Today on the podcast, after a brief introduction, we have the relay of a conversation between A Gary Shilling and Bloomberg's Michael McKee.
Shilling has been making money for decades for his investor clients, operating with a clear Demand Side framework and telling it like it is. One practice has been to buy and hold Treasuries. "You can't make money in Treasuries," we've heard for decades. Well, when the price keeps going up and the coupon stays the same, you're profiting at both ends. When you're in safety and everyone else is in risk, you look like a fool until the bubble bursts.
Listen to this episodeWe'll set that up with the political business cycle. You'll notice in the interview Shilling points out a drop in defense spending, aircraft and exports in August. We have been recalling the political business cycle, which is the practice of the incumbent president to gin up the economic numbers in advance of the election, a practice which we said was being intentionally frustrated by the efforts of Congress. In any event, when we heard federal spending was down, we were concerned, and went looking. Has the political business cycle really been frustrated?
Rick Davis analysis at Econ Intersect reassured us:
"GDP Report: Improving Growth or Continued Weakness?"
In their first ("Advance") estimate of the US GDP for the third quarter of 2012 the Bureau of Economic Analysis (BEA) found that the economy was growing at a 2.02% annualized rate, some 0.76% higher than for the prior quarter and at very nearly the same level as reported for the first quarter of 2012.
... [skipping down here]
– Over 30% of the headline growth rate came from a $27 billion surge in Federal defense spending, possibly an artifact of fiscal year budgetary manipulations and advance contracting in anticipation of the “fiscal cliff.”
So with Rick Davis, link online:
http://econintersect.com/wordpress/?p=27582
And the report is also a mixed bag when looking at the details: the headline was boosted by a burst of Federal spending and an extremely favorable set of deflaters — while fixed investments weakened and exports collapsed.
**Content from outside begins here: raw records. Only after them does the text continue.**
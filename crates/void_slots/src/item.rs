//! Item stacks and the capability contract slot lists consume

use crate::events::SlotRef;
use serde::{Deserialize, Serialize};

/// Max stack used when an item doesn't specify one
pub const DEFAULT_MAX_STACK: u32 = 99;

/// What a slot list needs from the items it stores
///
/// Identity is the string id: two stacks with the same id merge, anything
/// else replaces. The owner back-reference is written only by the list that
/// currently holds the item.
pub trait Stackable: Clone {
    /// Stable identity used for stacking and matching
    fn id(&self) -> &str;

    /// Current quantity
    fn quantity(&self) -> u32;

    /// Overwrite the quantity
    fn set_quantity(&mut self, quantity: u32);

    /// Largest quantity one stack may hold
    fn quantity_max(&self) -> u32;

    /// Slot currently holding this item
    fn owner(&self) -> Option<SlotRef>;

    /// Install or clear the owner back-reference
    fn set_owner(&mut self, owner: Option<SlotRef>);

    /// Room left before the stack is full
    fn space_left(&self) -> u32 {
        self.quantity_max().saturating_sub(self.quantity())
    }

    /// Merge up to `amount` into this stack, returning what was absorbed
    fn add_to_stack(&mut self, amount: u32) -> u32 {
        let absorbed = amount.min(self.space_left());
        self.set_quantity(self.quantity() + absorbed);
        absorbed
    }

    /// Check if both stacks are the same item
    fn stacks_with(&self, other: &Self) -> bool {
        self.id() == other.id()
    }

    /// Independent copy holding `quantity` and no owner
    fn clone_with_quantity(&self, quantity: u32) -> Self {
        let mut copy = self.clone();
        copy.set_quantity(quantity);
        copy.set_owner(None);
        copy
    }
}

/// A stack of one item kind
#[derive(Debug, Clone, Serialize, Deserialize)]
pub struct ItemStack {
    /// Item ID
    pub item_id: String,
    /// Quantity
    pub quantity: u32,
    /// Maximum stack size (1 = not stackable)
    pub max_stack: u32,
    /// Owning slot, maintained by the slot list
    #[serde(skip)]
    owner: Option<SlotRef>,
}

impl ItemStack {
    /// Create a new item stack
    pub fn new(item_id: impl Into<String>, quantity: u32) -> Self {
        Self {
            item_id: item_id.into(),
            quantity: quantity.max(1),
            max_stack: DEFAULT_MAX_STACK,
            owner: None,
        }
    }

    /// Create a single, non-stackable item
    pub fn single(item_id: impl Into<String>) -> Self {
        Self::new(item_id, 1).with_max_stack(1)
    }

    /// Set max stack size
    pub fn with_max_stack(mut self, max: u32) -> Self {
        self.max_stack = max.max(1);
        self
    }

    /// Check if this stack is empty
    pub fn is_empty(&self) -> bool {
        self.quantity == 0
    }

    /// Check if this stack is full
    pub fn is_full(&self) -> bool {
        self.quantity >= self.max_stack
    }

    /// Remove from this stack (returns amount actually removed)
    pub fn remove(&mut self, amount: u32) -> u32 {
        let to_remove = amount.min(self.quantity);
        self.quantity -= to_remove;
        to_remove
    }

    /// Split `amount` off into a new, unowned stack
    ///
    /// Only splits when something is left behind; use the whole stack otherwise.
    pub fn split(&mut self, amount: u32) -> Option<ItemStack> {
        if amount == 0 || amount >= self.quantity {
            return None;
        }
        self.quantity -= amount;
        Some(self.clone_with_quantity(amount))
    }
}

impl Stackable for ItemStack {
    fn id(&self) -> &str {
        &self.item_id
    }

    fn quantity(&self) -> u32 {
        self.quantity
    }

    fn set_quantity(&mut self, quantity: u32) {
        self.quantity = quantity;
    }

    fn quantity_max(&self) -> u32 {
        self.max_stack
    }

    fn owner(&self) -> Option<SlotRef> {
        self.owner
    }

    fn set_owner(&mut self, owner: Option<SlotRef>) {
        self.owner = owner;
    }
}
Even the consumer numbers were mixed, with the up-tick in goods spending at least partially offset by weakening growth in the consumption of services.
There were also surprises in the new numbers that probably merit caution moving forward:
– The sharp contraction in exported goods is not a good sign for the economy. This was the largest contraction in exports since the first quarter of 2009, and it is certainly a sign that the US economy is not immune to contagion from overseas.
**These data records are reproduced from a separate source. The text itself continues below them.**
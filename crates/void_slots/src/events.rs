//! List identity and slot change notifications

use std::fmt;
use std::sync::atomic::{AtomicU64, Ordering};

static NEXT_LIST_ID: AtomicU64 = AtomicU64::new(1);

/// Identity of a slot list, unique for the process lifetime
#[derive(Clone, Copy, Debug, PartialEq, Eq, PartialOrd, Ord, Hash)]
pub struct ListId(u64);

impl ListId {
    pub(crate) fn next() -> Self {
        Self(NEXT_LIST_ID.fetch_add(1, Ordering::Relaxed))
    }

    /// Get the raw value
    pub fn to_raw(self) -> u64 {
        self.0
    }
}

impl fmt::Display for ListId {
    fn fmt(&self, f: &mut fmt::Formatter<'_>) -> fmt::Result {
        write!(f, "list#{}", self.0)
    }
}

/// A single slot of a specific list
#[derive(Clone, Copy, Debug, PartialEq, Eq, Hash)]
pub struct SlotRef {
    /// List that owns the slot
    pub list: ListId,
    /// Slot index within the list
    pub index: usize,
}

impl SlotRef {
    /// Create a slot reference
    pub fn new(list: ListId, index: usize) -> Self {
        Self { list, index }
    }
}

/// Which notification stream an event belongs to
#[derive(Clone, Copy, Debug, PartialEq, Eq, Hash)]
pub enum SlotEventKind {
    /// The occupant of a slot was replaced or cleared
    ItemSet,
    /// The occupant stayed, its quantity changed
    QuantityChanged,
}

/// Subscriber handle, used to unsubscribe
#[derive(Clone, Copy, Debug, PartialEq, Eq, Hash)]
pub struct SubscriberId(pub u64);

/// Slot notification callback
pub type SlotHandler = Box<dyn FnMut(SlotRef)>;

/// The two notification streams of a slot list
pub struct SlotEvents {
    item_set: Vec<(SubscriberId, SlotHandler)>,
    quantity_changed: Vec<(SubscriberId, SlotHandler)>,
    next_subscriber_id: u64,
}

impl SlotEvents {
    /// Create with no subscribers
    pub fn new() -> Self {
        Self {
            item_set: Vec::new(),
            quantity_changed: Vec::new(),
            next_subscriber_id: 1,
        }
    }

    /// Subscribe to a stream
    pub fn subscribe<F>(&mut self, kind: SlotEventKind, handler: F) -> SubscriberId
    where
        F: FnMut(SlotRef) + 'static,
    {
        let id = SubscriberId(self.next_subscriber_id);
        self.next_subscriber_id += 1;

        self.stream_mut(kind).push((id, Box::new(handler)));
        id
    }

    /// Remove a subscriber from whichever stream holds it
    pub fn unsubscribe(&mut self, id: SubscriberId) -> bool {
        let before = self.subscriber_count();
        self.item_set.retain(|(sub, _)| *sub != id);
        self.quantity_changed.retain(|(sub, _)| *sub != id);
        self.subscriber_count() != before
    }

    /// Total subscribers across both streams
    pub fn subscriber_count(&self) -> usize {
        self.item_set.len() + self.quantity_changed.len()
    }

    /// Deliver an event to every subscriber of its stream, in subscription order
    pub(crate) fn emit(&mut self, kind: SlotEventKind, slot: SlotRef) {
        for (_, handler) in self.stream_mut(kind).iter_mut() {
            handler(slot);
        }
    }

    fn stream_mut(&mut self, kind: SlotEventKind) -> &mut Vec<(SubscriberId, SlotHandler)> {
        match kind {
            SlotEventKind::ItemSet => &mut self.item_set,
            SlotEventKind::QuantityChanged => &mut self.quantity_changed,
        }
    }
}

impl Default for SlotEvents {
    fn default() -> Self {
        Self::new()
    }
}

impl fmt::Debug for SlotEvents {
    fn fmt(&self, f: &mut fmt::Formatter<'_>) -> fmt::Result {
        f.debug_struct("SlotEvents")
            .field("item_set", &self.item_set.len())
            .field("quantity_changed", &self.quantity_changed.len())
            .finish()
    }
}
– The contraction of per-capita disposable income simply means that households continue to be under pressure. As we have argued before the growth of consumer spending is not coming from fatter paychecks — it is coming instead from other sources, including refinancing, strategic defaults and student loans.
Frankly, we had expected the report to show an improving economy — although in this report the improvement is modest enough to be politically correct. Ultimately we find the headline 2.02% masking a somewhat weaker underlying reality.
So, you know the Demand Side Forecast, hasn't changed. Bouncing along the bottom, downside risks, financial crises, Europe, austerity politics, China.
Now on to Gary Shilling who begins with a few comments on the data.
Noting all our audio is edited, for form, not substance. Taking the repetitive "ah's" out of Joseph Stigltiz, for example, or excising repetition or half-finished thoughts. Thus the result is more concise and more accessible to the ear. That said, we do select for quality to begin with. You don't hear Dick Bove, Glen Hubbard, Greg Mankiw, or any one of more than 90 percent of American Economic Association Members -- further digression, join the World Economics Association -- You don't hear a laundry list of nonsense by people who were wrong, but still seem to dominate on the airwaves and in Academia.
SHILLING
There. A Gary Shilling.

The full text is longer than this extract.